### Directions for this task
The entries below hold a line with "let db = FolderDb::in_memory().unwrap();" and a line with "let folder_db = FolderDb::in_memory().unwrap();". Return those lines and all that lie between them, exactly and only.

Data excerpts
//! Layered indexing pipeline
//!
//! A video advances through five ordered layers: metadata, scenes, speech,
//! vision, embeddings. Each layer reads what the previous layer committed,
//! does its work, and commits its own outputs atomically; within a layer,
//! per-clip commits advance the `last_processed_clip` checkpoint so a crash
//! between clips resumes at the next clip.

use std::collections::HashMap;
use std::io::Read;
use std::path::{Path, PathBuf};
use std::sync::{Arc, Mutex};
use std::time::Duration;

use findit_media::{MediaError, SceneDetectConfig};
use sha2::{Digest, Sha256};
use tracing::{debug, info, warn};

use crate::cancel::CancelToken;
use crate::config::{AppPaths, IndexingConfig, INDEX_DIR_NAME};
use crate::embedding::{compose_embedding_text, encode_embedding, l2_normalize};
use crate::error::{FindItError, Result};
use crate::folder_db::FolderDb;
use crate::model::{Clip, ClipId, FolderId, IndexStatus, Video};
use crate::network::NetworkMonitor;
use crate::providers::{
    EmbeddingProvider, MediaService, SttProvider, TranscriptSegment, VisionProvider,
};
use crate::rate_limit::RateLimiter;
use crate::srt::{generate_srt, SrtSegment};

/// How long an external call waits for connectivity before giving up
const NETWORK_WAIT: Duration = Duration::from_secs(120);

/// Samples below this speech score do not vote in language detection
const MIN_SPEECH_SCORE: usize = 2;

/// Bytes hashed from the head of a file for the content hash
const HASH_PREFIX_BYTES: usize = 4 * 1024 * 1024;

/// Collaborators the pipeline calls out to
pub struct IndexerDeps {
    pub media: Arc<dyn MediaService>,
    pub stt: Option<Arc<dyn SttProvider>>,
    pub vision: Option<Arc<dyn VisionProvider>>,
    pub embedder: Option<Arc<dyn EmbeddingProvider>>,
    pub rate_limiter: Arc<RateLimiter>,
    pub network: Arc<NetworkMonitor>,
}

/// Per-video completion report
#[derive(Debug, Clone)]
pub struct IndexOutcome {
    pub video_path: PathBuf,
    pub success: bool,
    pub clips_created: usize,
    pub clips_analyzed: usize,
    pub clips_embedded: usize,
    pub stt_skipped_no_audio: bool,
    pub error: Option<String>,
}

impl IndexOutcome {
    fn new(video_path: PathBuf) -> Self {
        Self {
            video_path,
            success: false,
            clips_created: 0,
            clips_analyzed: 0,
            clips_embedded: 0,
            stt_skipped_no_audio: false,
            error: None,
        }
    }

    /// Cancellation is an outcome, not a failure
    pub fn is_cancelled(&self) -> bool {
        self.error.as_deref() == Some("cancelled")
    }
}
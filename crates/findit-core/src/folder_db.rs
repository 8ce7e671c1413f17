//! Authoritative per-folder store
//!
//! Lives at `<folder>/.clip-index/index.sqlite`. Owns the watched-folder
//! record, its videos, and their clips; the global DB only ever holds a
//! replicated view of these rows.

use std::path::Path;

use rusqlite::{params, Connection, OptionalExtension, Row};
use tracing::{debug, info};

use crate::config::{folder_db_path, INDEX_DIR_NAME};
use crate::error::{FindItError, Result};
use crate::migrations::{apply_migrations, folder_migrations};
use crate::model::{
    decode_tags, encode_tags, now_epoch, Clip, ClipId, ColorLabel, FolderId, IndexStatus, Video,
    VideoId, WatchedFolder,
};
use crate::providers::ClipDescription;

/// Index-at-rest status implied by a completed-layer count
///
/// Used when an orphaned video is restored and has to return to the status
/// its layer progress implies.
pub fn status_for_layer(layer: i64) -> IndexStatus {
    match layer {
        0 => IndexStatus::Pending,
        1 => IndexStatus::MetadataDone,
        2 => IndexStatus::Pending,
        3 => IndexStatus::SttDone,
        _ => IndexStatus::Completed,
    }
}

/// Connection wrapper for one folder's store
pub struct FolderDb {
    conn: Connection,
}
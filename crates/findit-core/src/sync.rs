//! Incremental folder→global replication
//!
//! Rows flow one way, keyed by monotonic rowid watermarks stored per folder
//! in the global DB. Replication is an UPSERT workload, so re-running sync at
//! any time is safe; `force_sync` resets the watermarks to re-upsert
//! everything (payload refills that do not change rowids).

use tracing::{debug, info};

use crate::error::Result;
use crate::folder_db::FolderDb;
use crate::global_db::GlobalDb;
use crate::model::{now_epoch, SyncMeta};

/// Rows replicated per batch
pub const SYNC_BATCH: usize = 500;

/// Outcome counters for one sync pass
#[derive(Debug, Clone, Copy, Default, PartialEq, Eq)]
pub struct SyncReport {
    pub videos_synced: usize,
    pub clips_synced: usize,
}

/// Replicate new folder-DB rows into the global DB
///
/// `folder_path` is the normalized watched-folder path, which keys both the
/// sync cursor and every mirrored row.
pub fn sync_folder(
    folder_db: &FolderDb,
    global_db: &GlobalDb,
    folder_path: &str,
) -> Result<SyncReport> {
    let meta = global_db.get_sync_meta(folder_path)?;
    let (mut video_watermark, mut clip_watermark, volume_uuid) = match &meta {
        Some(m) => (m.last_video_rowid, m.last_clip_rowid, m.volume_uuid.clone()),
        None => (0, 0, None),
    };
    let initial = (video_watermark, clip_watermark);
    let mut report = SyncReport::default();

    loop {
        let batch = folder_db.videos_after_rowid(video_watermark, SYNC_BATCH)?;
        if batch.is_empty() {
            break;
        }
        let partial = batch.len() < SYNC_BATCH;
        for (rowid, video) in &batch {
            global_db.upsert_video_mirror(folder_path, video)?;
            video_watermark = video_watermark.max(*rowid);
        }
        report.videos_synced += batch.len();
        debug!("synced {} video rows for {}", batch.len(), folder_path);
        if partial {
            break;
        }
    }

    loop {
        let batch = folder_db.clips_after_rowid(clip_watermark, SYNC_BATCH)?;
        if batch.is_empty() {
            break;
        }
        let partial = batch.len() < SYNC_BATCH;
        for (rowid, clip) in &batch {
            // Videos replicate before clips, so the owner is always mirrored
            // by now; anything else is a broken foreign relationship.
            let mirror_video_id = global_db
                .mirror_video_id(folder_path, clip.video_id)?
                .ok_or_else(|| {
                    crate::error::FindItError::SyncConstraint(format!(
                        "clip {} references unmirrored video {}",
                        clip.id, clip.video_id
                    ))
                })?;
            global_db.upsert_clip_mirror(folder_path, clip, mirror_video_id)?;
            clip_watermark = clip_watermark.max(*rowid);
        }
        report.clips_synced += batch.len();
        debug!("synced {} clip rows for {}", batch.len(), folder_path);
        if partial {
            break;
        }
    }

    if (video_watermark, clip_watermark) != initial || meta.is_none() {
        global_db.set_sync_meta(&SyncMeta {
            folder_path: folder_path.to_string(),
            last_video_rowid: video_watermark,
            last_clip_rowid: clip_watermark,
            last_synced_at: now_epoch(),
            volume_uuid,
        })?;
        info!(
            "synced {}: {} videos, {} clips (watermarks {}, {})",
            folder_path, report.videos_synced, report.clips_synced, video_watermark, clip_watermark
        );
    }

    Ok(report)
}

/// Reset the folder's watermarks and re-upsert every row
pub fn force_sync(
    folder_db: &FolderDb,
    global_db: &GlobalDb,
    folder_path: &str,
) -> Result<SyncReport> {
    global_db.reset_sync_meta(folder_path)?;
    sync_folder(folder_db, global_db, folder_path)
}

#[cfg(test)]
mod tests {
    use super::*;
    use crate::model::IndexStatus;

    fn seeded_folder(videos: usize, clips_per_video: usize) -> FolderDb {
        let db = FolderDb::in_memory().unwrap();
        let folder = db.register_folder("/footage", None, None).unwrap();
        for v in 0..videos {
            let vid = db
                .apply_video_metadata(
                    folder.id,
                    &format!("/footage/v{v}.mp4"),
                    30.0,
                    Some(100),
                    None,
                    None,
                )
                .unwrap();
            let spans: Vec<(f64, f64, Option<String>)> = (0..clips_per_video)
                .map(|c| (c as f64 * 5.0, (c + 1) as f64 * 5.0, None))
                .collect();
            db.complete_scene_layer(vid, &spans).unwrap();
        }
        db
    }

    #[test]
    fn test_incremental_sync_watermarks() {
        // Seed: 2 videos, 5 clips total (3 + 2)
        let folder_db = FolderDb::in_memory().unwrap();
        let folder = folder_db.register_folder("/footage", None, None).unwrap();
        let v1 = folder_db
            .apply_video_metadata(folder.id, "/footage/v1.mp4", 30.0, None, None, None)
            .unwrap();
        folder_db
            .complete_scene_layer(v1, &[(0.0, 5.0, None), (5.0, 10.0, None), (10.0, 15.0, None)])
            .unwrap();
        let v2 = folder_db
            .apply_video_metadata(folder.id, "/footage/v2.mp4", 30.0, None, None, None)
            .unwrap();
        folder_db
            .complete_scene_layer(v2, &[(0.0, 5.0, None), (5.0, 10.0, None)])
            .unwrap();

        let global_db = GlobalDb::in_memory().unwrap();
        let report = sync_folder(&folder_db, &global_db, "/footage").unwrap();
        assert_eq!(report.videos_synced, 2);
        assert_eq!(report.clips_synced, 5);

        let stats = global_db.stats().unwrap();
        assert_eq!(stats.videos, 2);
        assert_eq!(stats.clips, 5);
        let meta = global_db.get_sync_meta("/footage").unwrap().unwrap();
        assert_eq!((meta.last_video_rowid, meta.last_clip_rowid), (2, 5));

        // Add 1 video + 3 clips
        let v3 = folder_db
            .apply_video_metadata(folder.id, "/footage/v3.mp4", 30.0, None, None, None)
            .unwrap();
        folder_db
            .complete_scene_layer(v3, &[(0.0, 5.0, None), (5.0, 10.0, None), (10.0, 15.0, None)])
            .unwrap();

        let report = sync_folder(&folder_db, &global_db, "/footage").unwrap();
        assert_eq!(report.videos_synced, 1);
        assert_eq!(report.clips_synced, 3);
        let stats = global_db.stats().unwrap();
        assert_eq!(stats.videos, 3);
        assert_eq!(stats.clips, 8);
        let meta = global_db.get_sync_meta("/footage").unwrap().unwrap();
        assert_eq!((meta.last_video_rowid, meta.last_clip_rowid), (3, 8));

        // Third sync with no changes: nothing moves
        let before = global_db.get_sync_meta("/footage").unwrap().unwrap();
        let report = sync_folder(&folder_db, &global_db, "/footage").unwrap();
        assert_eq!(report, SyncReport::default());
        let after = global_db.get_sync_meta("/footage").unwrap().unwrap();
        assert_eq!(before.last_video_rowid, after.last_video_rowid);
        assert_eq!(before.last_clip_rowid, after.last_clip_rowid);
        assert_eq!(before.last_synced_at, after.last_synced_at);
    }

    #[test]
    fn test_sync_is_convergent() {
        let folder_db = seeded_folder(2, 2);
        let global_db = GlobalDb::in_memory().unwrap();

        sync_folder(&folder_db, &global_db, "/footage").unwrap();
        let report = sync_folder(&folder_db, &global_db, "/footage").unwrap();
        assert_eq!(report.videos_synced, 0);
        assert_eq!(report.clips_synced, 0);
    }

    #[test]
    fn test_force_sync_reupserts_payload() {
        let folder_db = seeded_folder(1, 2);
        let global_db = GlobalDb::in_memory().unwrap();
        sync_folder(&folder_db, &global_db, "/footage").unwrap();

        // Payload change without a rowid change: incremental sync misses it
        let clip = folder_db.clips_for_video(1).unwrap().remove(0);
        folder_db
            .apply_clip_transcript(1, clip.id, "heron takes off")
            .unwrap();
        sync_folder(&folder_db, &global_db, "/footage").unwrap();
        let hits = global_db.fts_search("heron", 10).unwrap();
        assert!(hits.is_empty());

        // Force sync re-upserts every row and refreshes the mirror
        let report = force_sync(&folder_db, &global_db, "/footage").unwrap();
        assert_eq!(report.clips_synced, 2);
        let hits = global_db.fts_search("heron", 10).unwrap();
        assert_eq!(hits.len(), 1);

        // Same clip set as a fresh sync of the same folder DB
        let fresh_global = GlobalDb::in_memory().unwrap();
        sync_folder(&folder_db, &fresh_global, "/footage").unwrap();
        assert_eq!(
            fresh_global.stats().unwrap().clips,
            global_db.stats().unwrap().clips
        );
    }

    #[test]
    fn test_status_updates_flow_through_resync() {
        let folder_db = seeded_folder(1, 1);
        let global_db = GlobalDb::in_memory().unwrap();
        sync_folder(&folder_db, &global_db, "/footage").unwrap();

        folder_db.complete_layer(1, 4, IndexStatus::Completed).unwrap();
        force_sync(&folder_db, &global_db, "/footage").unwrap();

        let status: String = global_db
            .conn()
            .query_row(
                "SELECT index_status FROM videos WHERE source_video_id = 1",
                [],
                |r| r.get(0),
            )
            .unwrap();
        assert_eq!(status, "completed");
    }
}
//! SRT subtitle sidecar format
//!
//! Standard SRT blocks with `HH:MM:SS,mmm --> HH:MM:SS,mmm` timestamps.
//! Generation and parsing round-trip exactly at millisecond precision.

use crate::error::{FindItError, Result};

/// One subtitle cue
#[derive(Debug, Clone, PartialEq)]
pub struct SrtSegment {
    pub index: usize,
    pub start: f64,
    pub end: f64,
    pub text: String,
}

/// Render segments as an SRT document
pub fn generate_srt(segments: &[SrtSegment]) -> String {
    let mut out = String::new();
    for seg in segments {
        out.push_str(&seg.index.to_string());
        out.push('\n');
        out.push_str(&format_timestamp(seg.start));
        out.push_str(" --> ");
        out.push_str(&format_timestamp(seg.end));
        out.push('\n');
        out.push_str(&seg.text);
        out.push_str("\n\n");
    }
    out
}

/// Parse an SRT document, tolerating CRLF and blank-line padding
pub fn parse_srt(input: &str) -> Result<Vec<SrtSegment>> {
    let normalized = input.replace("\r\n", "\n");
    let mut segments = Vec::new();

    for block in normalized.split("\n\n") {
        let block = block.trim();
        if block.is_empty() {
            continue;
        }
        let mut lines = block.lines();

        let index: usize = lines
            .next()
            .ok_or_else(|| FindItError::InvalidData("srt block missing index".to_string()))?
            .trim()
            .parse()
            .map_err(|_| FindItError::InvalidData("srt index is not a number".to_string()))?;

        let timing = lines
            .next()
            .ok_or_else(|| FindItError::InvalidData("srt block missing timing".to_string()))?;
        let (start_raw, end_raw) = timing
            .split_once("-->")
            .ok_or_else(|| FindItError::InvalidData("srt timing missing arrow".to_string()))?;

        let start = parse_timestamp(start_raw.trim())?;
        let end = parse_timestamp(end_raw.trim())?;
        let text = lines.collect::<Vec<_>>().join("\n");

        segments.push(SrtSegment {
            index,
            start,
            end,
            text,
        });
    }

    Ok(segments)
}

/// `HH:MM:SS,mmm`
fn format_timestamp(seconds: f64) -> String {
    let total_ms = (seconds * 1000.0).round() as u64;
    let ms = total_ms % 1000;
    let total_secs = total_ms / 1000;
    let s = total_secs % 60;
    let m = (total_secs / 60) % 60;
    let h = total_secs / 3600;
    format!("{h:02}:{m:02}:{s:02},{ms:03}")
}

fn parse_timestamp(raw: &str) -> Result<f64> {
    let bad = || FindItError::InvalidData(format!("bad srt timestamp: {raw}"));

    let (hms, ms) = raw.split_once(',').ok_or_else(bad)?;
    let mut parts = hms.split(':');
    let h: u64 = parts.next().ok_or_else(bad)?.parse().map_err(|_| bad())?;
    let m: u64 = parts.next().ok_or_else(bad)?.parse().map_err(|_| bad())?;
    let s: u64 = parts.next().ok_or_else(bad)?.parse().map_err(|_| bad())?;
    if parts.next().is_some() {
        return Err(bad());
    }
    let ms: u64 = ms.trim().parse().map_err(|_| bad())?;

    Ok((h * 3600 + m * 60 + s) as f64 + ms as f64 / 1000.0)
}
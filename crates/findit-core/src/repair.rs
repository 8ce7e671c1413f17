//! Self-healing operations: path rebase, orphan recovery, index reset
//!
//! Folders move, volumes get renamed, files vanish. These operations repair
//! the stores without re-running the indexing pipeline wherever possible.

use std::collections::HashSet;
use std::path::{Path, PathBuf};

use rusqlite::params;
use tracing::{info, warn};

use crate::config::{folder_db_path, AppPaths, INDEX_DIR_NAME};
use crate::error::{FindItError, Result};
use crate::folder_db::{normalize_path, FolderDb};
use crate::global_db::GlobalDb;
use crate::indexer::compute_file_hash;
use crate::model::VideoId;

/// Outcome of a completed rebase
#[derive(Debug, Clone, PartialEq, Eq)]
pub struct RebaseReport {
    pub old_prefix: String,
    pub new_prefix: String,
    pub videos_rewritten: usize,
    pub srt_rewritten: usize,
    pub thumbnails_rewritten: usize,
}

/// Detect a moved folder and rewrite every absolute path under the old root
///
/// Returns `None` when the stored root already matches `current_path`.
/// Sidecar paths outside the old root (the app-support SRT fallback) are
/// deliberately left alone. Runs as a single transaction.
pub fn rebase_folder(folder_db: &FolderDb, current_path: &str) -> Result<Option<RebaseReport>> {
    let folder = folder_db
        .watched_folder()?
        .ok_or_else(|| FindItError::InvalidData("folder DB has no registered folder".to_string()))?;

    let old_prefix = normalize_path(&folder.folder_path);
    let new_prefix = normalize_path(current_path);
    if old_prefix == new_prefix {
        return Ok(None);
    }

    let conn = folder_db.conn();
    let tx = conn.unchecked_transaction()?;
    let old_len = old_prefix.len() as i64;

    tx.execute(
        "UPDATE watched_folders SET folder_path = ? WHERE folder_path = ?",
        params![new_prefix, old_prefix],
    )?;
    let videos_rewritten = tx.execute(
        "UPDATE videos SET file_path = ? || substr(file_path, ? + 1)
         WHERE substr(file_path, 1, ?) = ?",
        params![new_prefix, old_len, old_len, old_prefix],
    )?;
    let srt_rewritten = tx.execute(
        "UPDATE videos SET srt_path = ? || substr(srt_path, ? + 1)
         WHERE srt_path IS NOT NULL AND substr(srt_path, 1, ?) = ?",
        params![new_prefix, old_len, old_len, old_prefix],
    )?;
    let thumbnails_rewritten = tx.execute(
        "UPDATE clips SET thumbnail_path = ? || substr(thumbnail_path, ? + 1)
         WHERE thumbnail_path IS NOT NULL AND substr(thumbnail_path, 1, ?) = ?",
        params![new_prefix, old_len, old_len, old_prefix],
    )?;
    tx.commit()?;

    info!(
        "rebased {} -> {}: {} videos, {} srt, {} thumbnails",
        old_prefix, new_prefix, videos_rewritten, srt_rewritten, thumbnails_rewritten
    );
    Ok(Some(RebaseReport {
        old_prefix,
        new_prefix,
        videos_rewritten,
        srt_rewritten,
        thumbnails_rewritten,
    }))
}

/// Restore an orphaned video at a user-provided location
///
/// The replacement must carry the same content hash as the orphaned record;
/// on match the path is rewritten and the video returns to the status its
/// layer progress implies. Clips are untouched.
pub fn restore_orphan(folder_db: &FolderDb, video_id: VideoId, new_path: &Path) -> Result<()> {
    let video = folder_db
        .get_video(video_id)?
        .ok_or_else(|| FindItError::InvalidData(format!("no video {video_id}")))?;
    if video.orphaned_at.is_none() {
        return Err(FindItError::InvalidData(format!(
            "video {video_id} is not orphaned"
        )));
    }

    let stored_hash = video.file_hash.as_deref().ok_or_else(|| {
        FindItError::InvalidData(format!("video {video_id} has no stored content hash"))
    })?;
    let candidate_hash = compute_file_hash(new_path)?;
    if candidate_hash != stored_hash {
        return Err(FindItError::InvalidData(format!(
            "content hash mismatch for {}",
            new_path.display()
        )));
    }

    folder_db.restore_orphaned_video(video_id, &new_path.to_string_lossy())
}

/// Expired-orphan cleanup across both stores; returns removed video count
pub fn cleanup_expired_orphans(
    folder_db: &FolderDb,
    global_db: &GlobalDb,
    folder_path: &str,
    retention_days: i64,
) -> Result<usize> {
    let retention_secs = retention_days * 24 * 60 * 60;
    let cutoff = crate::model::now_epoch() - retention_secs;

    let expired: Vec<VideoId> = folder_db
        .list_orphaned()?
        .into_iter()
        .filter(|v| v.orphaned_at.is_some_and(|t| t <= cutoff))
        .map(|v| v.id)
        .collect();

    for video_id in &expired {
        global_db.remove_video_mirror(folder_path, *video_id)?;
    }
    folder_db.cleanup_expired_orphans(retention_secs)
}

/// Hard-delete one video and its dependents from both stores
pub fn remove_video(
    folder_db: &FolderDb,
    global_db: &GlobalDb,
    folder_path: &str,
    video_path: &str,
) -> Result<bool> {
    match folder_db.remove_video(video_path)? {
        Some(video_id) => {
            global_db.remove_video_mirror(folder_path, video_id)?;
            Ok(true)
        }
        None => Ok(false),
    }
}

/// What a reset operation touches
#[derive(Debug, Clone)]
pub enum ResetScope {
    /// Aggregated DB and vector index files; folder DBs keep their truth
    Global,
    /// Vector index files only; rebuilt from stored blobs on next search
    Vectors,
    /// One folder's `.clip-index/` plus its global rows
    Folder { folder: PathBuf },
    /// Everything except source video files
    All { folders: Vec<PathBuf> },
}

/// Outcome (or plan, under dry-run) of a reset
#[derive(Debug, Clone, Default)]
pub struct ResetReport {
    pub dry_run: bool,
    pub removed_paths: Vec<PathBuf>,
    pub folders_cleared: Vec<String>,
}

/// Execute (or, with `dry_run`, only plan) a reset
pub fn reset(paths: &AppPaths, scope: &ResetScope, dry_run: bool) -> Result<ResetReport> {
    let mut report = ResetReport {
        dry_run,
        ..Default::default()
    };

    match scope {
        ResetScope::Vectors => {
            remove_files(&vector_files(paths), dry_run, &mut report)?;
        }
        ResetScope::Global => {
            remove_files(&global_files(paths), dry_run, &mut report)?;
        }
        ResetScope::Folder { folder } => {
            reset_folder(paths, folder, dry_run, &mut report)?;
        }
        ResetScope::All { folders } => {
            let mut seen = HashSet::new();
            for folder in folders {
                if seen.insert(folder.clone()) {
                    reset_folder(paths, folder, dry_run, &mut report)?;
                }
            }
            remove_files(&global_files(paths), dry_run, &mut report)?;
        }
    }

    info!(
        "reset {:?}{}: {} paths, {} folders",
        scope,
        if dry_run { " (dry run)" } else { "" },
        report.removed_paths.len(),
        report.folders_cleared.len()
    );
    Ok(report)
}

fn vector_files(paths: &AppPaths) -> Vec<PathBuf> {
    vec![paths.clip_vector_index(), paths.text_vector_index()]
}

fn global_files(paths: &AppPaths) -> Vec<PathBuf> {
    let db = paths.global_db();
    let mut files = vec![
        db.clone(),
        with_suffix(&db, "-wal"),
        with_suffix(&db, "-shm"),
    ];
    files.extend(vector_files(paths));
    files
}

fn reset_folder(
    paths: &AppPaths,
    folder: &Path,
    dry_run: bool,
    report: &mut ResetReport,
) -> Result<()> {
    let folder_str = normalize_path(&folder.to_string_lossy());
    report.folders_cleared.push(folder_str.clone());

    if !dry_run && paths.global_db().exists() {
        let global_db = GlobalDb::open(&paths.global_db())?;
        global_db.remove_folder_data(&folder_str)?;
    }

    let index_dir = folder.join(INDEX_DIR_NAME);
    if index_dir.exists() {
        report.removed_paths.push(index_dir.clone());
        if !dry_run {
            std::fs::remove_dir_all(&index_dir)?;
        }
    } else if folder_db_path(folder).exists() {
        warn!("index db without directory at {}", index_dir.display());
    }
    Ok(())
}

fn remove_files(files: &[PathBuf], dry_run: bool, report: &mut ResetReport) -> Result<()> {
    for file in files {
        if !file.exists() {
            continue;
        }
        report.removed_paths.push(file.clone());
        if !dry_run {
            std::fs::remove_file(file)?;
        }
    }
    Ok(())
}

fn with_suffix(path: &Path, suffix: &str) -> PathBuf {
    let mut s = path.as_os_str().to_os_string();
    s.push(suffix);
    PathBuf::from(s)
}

### Solution below
        let db = FolderDb::in_memory().unwrap();
        let folder = db.register_folder("/footage", None, None).unwrap();
        for v in 0..videos {
            let vid = db
                .apply_video_metadata(
                    folder.id,
                    &format!("/footage/v{v}.mp4"),
                    30.0,
                    Some(100),
                    None,
                    None,
                )
                .unwrap();
            let spans: Vec<(f64, f64, Option<String>)> = (0..clips_per_video)
                .map(|c| (c as f64 * 5.0, (c + 1) as f64 * 5.0, None))
                .collect();
            db.complete_scene_layer(vid, &spans).unwrap();
        }
        db
    }

    #[test]
    fn test_incremental_sync_watermarks() {
        // Seed: 2 videos, 5 clips total (3 + 2)
        let folder_db = FolderDb::in_memory().unwrap();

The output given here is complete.